··· Dataset

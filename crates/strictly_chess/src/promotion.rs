//! Promotion choices offered when a pawn reaches the last rank.

use serde::{Deserialize, Serialize};
use shakmaty::{Color, Piece, Role};
use strum::Display;
use tracing::instrument;

use crate::coords::BoardSquare;

/// A piece a pawn may promote to.
#[derive(Debug, Clone, Copy, PartialEq, Eq, Hash, Serialize, Deserialize, Display)]
pub enum PromotionPiece {
    /// Knight (`n`).
    Knight,
    /// Bishop (`b`).
    Bishop,
    /// Rook (`r`).
    Rook,
    /// Queen (`q`).
    Queen,
}

impl PromotionPiece {
    /// Choices in the order the promotion panel presents them.
    pub const ALL: [PromotionPiece; 4] = [
        PromotionPiece::Knight,
        PromotionPiece::Bishop,
        PromotionPiece::Rook,
        PromotionPiece::Queen,
    ];

    /// Parses a promotion letter; `n`, `b`, `r` and `q` in either case.
    #[instrument]
    pub fn from_letter(letter: char) -> Option<Self> {
        match letter.to_ascii_lowercase() {
            'n' => Some(Self::Knight),
            'b' => Some(Self::Bishop),
            'r' => Some(Self::Rook),
            'q' => Some(Self::Queen),
            _ => None,
        }
    }

    /// Parses a one-letter promotion string such as `"q"`.
    pub fn from_str_letter(text: &str) -> Option<Self> {
        let mut chars = text.chars();
        match (chars.next(), chars.next()) {
            (Some(letter), None) => Self::from_letter(letter),
            _ => None,
        }
    }

    /// Lowercase promotion letter.
    pub fn letter(self) -> char {
        match self {
            Self::Knight => 'n',
            Self::Bishop => 'b',
            Self::Rook => 'r',
            Self::Queen => 'q',
        }
    }

    /// Rules-engine role for this choice.
    pub fn role(self) -> Role {
        match self {
            Self::Knight => Role::Knight,
            Self::Bishop => Role::Bishop,
            Self::Rook => Role::Rook,
            Self::Queen => Role::Queen,
        }
    }

    /// Converts a rules-engine role back into a choice.
    pub fn from_role(role: Role) -> Option<Self> {
        match role {
            Role::Knight => Some(Self::Knight),
            Role::Bishop => Some(Self::Bishop),
            Role::Rook => Some(Self::Rook),
            Role::Queen => Some(Self::Queen),
            Role::Pawn | Role::King => None,
        }
    }
}

/// Whether moving `piece` from `origin` to `target` is a promotion.
///
/// Only the piece and the ranks are consulted; legality is decided elsewhere.
pub fn requires_promotion(piece: Piece, origin: BoardSquare, target: BoardSquare) -> bool {
    if piece.role != Role::Pawn {
        return false;
    }
    match piece.color {
        Color::White => origin.rank() == 6 && target.rank() == 7,
        Color::Black => origin.rank() == 1 && target.rank() == 0,
    }
}
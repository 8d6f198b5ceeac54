//! Host configuration loaded from TOML.

use std::path::{Path, PathBuf};
use std::time::Duration;

use derive_getters::Getters;
use derive_more::{Display, Error};
use serde::{Deserialize, Serialize};
use strictly_chess::BoardSettings;
use tracing::{debug, info, instrument};

/// Who moves a side.
#[derive(Debug, Clone, Copy, PartialEq, Eq, Serialize, Deserialize, clap::ValueEnum)]
#[serde(rename_all = "lowercase")]
pub enum PlayerKind {
    /// Moves with the mouse.
    Human,
    /// Moves through the external move API.
    Engine,
}

impl PlayerKind {
    /// Whether this side moves with the pointer.
    pub fn is_human(self) -> bool {
        self == PlayerKind::Human
    }
}

/// Configuration of the terminal chessboard.
#[derive(Debug, Clone, PartialEq, Getters, Serialize, Deserialize)]
pub struct AppConfig {
    /// Board widget settings.
    #[serde(default)]
    board: BoardSettings,

    /// Starting position; empty means the standard position.
    #[serde(default)]
    start_fen: String,

    /// Name recorded for white in PGN output.
    #[serde(default = "default_white_name")]
    white_name: String,

    /// Name recorded for black in PGN output.
    #[serde(default = "default_black_name")]
    black_name: String,

    /// Delay between a move and its termination check, in milliseconds.
    #[serde(default = "default_termination_delay_ms")]
    termination_delay_ms: u64,

    /// Thinking time of the built-in engine, in milliseconds.
    #[serde(default = "default_engine_delay_ms")]
    engine_delay_ms: u64,

    /// Log file for the terminal UI.
    #[serde(default = "default_log_file")]
    log_file: PathBuf,
}

#[instrument]
fn default_white_name() -> String {
    "White".to_string()
}

#[instrument]
fn default_black_name() -> String {
    "Black".to_string()
}

#[instrument]
fn default_termination_delay_ms() -> u64 {
    50
}

#[instrument]
fn default_engine_delay_ms() -> u64 {
    300
}

#[instrument]
fn default_log_file() -> PathBuf {
    PathBuf::from("strictly_chessboard.log")
}

impl Default for AppConfig {
    fn default() -> Self {
        Self {
            board: BoardSettings::default(),
            start_fen: String::new(),
            white_name: default_white_name(),
            black_name: default_black_name(),
            termination_delay_ms: default_termination_delay_ms(),
            engine_delay_ms: default_engine_delay_ms(),
            log_file: default_log_file(),
        }
    }
}

impl AppConfig {
    /// Loads configuration from a TOML file.
    #[instrument(skip(path), fields(path = %path.as_ref().display()))]
    pub fn from_file(path: impl AsRef<Path>) -> Result<Self, ConfigError> {
        debug!("Loading config from file");
        let content = std::fs::read_to_string(path.as_ref())
            .map_err(|e| ConfigError::new(format!("Failed to read config file: {}", e)))?;

        let config: Self = toml::from_str(&content)
            .map_err(|e| ConfigError::new(format!("Failed to parse config: {}", e)))?;

        info!(
            white = %config.white_name,
            black = %config.black_name,
            "Config loaded successfully"
        );
        Ok(config)
    }

    /// Loads `path` if it exists, otherwise returns the defaults.
    #[instrument(skip(path), fields(path = %path.as_ref().display()))]
    pub fn load_or_default(path: impl AsRef<Path>) -> Result<Self, ConfigError> {
        if path.as_ref().exists() {
            Self::from_file(path)
        } else {
            debug!("Config file not found, using defaults");
            Ok(Self::default())
        }
    }

    /// Applies command-line overrides.
    #[instrument(skip(self))]
    pub fn with_overrides(
        mut self,
        fen: Option<String>,
        reversed: bool,
        white: Option<PlayerKind>,
        black: Option<PlayerKind>,
    ) -> Self {
        if let Some(fen) = fen {
            self.start_fen = fen;
        }
        if reversed {
            self.board.reversed = true;
        }
        if let Some(white) = white {
            self.board.white_player_human = white.is_human();
        }
        if let Some(black) = black {
            self.board.black_player_human = black.is_human();
        }
        self
    }

    /// Termination check delay.
    pub fn termination_delay(&self) -> Duration {
        Duration::from_millis(self.termination_delay_ms)
    }

    /// Engine thinking time.
    pub fn engine_delay(&self) -> Duration {
        Duration::from_millis(self.engine_delay_ms)
    }
}

/// Configuration error.
#[derive(Debug, Clone, Display, Error)]
#[display("Config error: {} at {}:{}", message, file, line)]
pub struct ConfigError {
    /// Error message.
    pub message: String,
    /// Line number where error occurred.
    pub line: u32,
    /// Source file where error occurred.
    pub file: &'static str,
}

impl ConfigError {
    /// Creates a new configuration error.
    #[track_caller]
    #[instrument(skip(message))]
    pub fn new(message: String) -> Self {
        let loc = std::panic::Location::caller();
        Self {
            message,
            line: loc.line(),
            file: loc.file(),
        }
    }
}
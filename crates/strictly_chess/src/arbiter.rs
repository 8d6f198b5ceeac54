//! Turn ownership between the pointer and external callers.

use serde::{Deserialize, Serialize};
use shakmaty::Color;
use tracing::instrument;

/// Who submits moves for a side.
#[derive(Debug, Clone, Copy, PartialEq, Eq, Hash, Serialize, Deserialize)]
#[serde(rename_all = "lowercase")]
pub enum Authority {
    /// Moves come from pointer gestures on the board.
    Pointer,
    /// Moves come from `play_move` / `play_move_san`.
    Manual,
}

/// Per-colour humanness lookup.
#[derive(Debug, Clone, Copy, PartialEq, Eq, Serialize, Deserialize)]
pub struct PlayerRoster {
    /// White moves with the pointer.
    pub white_human: bool,
    /// Black moves with the pointer.
    pub black_human: bool,
}

impl Default for PlayerRoster {
    fn default() -> Self {
        Self {
            white_human: true,
            black_human: true,
        }
    }
}

impl PlayerRoster {
    /// Creates a roster.
    pub fn new(white_human: bool, black_human: bool) -> Self {
        Self {
            white_human,
            black_human,
        }
    }

    /// Whether the pointer owns the move for `side_to_move`.
    #[instrument]
    pub fn human_turn_now(&self, side_to_move: Color) -> bool {
        match side_to_move {
            Color::White => self.white_human,
            Color::Black => self.black_human,
        }
    }

    /// Authority for `side`.
    pub fn authority(&self, side: Color) -> Authority {
        if self.human_turn_now(side) {
            Authority::Pointer
        } else {
            Authority::Manual
        }
    }
}
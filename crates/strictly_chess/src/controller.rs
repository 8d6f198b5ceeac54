//! The interactive board controller.
//!
//! [`BoardController`] owns the live position and every piece of transient
//! widget state. Pointer handlers, promotion choices and external move
//! commands all go through `&mut self`, so there is exactly one mutator at a
//! time.
//!
//! Termination detection is deferred: a commit only marks a check as
//! pending, and [`BoardController::settle`] runs it. Every pointer handler
//! settles first, so the check always sees the position produced by the
//! commit and runs before any later human input is accepted.

use chrono::Local;
use derive_new::new;
use serde::{Deserialize, Serialize};
use shakmaty::{Color, Piece};
use tokio::sync::mpsc;
use tracing::{debug, info, instrument, warn};

use crate::arbiter::Authority;
use crate::arrow::{ArrowGeometry, LastMove, compute_arrow};
use crate::coords::{BoardSquare, Point, cell_size, cell_to_square, pixel_to_cell, square_overlay_origin};
use crate::drag::{DragSession, Gesture, PromotionRequest};
use crate::error::{BoardError, BoardErrorKind, BoardResult};
use crate::events::{BoardEvent, MoveDone};
use crate::notation::write_pgn;
use crate::oracle::{AppliedMove, RulesOracle};
use crate::promotion::{PromotionPiece, requires_promotion};
use crate::settings::BoardSettings;

/// An externally driven move given as square indices.
#[derive(Debug, Clone, PartialEq, Eq, Serialize, Deserialize, new)]
#[serde(rename_all = "camelCase")]
pub struct MoveRequest {
    /// Origin file index (0 = a).
    pub start_file: u8,
    /// Origin rank index (0 = first rank).
    pub start_rank: u8,
    /// Target file index.
    pub end_file: u8,
    /// Target rank index.
    pub end_rank: u8,
    /// Promotion letter (`n`, `b`, `r` or `q`), if the move promotes.
    #[serde(default)]
    pub promotion: Option<String>,
}

/// A position to display together with the move that led to it.
#[derive(Debug, Clone, Default, PartialEq, Eq, Serialize, Deserialize, new)]
#[serde(rename_all = "camelCase")]
pub struct PositionUpdate {
    /// Position to load.
    pub position_fen: String,
    /// Origin file index of the last move.
    #[serde(default)]
    pub from_file_index: Option<u8>,
    /// Origin rank index of the last move.
    #[serde(default)]
    pub from_rank_index: Option<u8>,
    /// Target file index of the last move.
    #[serde(default)]
    pub to_file_index: Option<u8>,
    /// Target rank index of the last move.
    #[serde(default)]
    pub to_rank_index: Option<u8>,
}

impl PositionUpdate {
    /// The last move, if all four indices are present and on the board.
    fn last_move(&self) -> Option<LastMove> {
        let from = BoardSquare::new(self.from_file_index?, self.from_rank_index?)?;
        let to = BoardSquare::new(self.to_file_index?, self.to_rank_index?)?;
        Some(LastMove::new(from, to))
    }
}

/// Interactive board controller.
#[derive(Debug)]
pub struct BoardController {
    settings: BoardSettings,
    oracle: RulesOracle,
    start_fen: String,
    gesture: Gesture,
    last_move: Option<LastMove>,
    arrow: Option<ArrowGeometry>,
    running: bool,
    container_width: f64,
    termination_check_pending: bool,
    event_tx: mpsc::UnboundedSender<BoardEvent>,
}
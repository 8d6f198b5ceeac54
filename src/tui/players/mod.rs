//! Externally driven players.

mod simple_engine;

pub use simple_engine::SimpleEngine;

use anyhow::Result;

/// A player that supplies moves through the board's external move API.
#[async_trait::async_trait]
pub trait Player: Send {
    /// Chooses a move for the side to move in `fen`.
    ///
    /// Returns the move in SAN.
    async fn get_move(&mut self, fen: &str) -> Result<String>;

    /// Returns the player's display name.
    fn name(&self) -> &str;
}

······

Write down, word for word, the lines above from the one containing "pub fn human_turn_now(&self, side_to_move: Color)" through the one containing "and external move", both ends included.

- [Your response]:
    pub fn human_turn_now(&self, side_to_move: Color) -> bool {
        match side_to_move {
            Color::White => self.white_human,
            Color::Black => self.black_human,
        }
    }

    /// Authority for `side`.
    pub fn authority(&self, side: Color) -> Authority {
        if self.human_turn_now(side) {
            Authority::Pointer
        } else {
            Authority::Manual
        }
    }
}
filename crates/strictly_chess/src/controller.rs
repository 8d6f198b5ceeac54
//! The interactive board controller.
//!
//! [`BoardController`] owns the live position and every piece of transient
//! widget state. Pointer handlers, promotion choices and external move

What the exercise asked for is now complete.